REQUIRED ACTION:
Every line in the data below that holds "false" should be found and copied.

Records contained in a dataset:
● ● ● ● ● ● ●

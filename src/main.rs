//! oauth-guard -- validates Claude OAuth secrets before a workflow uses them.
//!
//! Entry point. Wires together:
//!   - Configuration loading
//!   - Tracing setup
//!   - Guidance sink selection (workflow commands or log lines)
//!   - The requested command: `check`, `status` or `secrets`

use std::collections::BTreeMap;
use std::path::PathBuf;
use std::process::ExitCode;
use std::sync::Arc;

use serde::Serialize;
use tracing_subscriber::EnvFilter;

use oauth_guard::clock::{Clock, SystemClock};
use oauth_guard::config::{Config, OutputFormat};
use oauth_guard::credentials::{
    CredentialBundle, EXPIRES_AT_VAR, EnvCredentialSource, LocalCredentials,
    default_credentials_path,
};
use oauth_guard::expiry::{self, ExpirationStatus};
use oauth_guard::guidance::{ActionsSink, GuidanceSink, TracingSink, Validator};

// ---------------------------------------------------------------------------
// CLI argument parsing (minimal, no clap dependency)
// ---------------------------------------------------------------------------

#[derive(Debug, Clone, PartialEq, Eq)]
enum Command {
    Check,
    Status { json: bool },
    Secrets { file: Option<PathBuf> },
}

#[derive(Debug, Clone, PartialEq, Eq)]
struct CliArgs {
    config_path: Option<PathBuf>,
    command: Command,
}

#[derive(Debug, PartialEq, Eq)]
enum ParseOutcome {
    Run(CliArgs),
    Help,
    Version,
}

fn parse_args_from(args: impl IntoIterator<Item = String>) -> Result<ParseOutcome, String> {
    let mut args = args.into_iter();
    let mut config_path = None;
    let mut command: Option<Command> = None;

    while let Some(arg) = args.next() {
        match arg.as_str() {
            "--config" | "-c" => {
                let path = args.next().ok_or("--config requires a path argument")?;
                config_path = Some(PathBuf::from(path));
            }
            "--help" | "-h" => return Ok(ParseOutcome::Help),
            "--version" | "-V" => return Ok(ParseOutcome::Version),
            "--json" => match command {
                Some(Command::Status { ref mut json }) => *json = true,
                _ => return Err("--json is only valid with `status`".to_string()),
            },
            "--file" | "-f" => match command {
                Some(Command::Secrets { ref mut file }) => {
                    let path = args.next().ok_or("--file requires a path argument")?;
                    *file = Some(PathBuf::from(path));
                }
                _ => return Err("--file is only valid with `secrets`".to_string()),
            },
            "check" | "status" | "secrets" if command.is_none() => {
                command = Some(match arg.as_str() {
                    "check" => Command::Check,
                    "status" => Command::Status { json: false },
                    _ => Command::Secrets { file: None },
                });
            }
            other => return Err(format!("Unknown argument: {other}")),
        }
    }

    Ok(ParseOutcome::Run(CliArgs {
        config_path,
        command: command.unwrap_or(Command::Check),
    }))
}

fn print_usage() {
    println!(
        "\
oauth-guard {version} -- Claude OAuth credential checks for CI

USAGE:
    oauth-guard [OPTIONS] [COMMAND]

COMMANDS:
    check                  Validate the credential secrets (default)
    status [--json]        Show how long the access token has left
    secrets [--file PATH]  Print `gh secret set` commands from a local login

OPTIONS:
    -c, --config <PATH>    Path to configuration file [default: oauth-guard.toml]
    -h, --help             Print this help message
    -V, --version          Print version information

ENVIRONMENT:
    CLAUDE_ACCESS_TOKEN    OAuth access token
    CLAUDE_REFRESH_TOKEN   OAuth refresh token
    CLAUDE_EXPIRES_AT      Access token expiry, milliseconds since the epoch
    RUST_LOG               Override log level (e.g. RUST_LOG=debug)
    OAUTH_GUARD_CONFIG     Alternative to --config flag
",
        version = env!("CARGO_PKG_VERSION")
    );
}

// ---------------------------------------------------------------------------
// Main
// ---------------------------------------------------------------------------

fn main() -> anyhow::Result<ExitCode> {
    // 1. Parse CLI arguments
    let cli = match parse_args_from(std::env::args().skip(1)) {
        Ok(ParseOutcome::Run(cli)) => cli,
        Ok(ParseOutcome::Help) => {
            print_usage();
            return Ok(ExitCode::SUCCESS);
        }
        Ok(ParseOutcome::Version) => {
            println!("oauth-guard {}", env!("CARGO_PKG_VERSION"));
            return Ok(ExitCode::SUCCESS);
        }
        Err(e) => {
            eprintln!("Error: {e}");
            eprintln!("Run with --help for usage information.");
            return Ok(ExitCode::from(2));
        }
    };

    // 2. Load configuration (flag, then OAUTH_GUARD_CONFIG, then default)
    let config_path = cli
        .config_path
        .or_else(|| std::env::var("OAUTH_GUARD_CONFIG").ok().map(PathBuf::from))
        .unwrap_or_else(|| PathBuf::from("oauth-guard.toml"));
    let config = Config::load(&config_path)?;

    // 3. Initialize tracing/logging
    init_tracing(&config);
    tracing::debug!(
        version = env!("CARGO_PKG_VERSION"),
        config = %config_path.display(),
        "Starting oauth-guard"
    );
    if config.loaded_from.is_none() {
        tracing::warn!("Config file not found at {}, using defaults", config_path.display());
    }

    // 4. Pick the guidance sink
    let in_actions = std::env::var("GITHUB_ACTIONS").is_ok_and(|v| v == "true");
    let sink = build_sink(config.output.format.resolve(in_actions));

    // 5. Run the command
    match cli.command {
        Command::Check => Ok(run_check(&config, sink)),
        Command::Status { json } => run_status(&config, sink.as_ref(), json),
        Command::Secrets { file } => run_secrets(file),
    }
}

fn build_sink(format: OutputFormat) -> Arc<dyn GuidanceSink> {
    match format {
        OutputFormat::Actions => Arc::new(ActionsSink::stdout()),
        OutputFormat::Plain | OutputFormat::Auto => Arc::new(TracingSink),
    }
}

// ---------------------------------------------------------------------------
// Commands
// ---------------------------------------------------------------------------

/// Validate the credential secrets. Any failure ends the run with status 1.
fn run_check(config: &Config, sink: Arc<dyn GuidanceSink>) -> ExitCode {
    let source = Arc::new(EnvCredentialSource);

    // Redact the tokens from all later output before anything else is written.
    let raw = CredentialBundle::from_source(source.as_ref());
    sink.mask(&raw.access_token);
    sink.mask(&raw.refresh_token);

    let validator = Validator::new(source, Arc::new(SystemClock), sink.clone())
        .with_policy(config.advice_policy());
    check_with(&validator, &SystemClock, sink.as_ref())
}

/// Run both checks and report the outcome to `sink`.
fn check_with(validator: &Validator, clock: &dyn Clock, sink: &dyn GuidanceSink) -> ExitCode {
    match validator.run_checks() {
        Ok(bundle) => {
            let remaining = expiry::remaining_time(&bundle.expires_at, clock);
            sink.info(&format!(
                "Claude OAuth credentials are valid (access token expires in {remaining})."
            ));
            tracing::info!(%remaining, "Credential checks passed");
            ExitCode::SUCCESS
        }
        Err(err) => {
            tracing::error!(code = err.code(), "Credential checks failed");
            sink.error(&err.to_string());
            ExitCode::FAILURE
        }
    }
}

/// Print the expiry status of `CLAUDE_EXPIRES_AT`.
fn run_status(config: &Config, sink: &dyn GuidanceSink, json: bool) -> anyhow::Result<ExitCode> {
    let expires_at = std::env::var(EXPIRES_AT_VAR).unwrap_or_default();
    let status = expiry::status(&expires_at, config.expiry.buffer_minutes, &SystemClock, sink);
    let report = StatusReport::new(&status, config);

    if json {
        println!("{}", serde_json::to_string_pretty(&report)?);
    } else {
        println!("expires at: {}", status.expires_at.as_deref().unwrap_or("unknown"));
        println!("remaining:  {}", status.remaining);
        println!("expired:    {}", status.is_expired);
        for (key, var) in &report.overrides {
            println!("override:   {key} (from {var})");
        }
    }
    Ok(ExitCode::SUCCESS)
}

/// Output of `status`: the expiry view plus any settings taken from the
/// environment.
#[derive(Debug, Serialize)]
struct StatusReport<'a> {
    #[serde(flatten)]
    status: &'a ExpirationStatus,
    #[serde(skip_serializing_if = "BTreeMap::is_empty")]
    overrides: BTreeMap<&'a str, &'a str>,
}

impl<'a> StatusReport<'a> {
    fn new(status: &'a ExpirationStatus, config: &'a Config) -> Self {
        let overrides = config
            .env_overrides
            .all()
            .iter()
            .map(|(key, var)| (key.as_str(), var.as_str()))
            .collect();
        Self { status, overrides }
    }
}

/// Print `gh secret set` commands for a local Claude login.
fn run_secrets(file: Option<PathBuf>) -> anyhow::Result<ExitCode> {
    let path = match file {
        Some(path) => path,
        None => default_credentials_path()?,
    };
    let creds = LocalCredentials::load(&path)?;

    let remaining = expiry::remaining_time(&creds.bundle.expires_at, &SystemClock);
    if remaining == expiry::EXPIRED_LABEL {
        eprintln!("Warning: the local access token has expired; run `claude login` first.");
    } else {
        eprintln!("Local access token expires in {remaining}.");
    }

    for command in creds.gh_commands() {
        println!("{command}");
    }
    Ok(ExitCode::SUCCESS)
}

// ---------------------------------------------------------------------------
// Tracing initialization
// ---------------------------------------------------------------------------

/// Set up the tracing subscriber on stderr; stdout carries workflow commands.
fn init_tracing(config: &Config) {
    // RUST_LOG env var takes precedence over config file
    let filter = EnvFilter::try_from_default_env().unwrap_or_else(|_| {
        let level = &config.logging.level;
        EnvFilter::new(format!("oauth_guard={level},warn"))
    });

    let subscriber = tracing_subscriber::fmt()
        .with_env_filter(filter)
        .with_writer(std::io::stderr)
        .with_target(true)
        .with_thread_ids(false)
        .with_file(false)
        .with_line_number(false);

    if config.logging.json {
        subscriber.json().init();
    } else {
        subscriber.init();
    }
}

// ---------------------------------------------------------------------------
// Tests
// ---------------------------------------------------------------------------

● ● ● ● ● ● ●

WRITTEN SOLUTION:
                    "status" => Command::Status { json: false },
        .with_thread_ids(false)
        .with_file(false)
        .with_line_number(false);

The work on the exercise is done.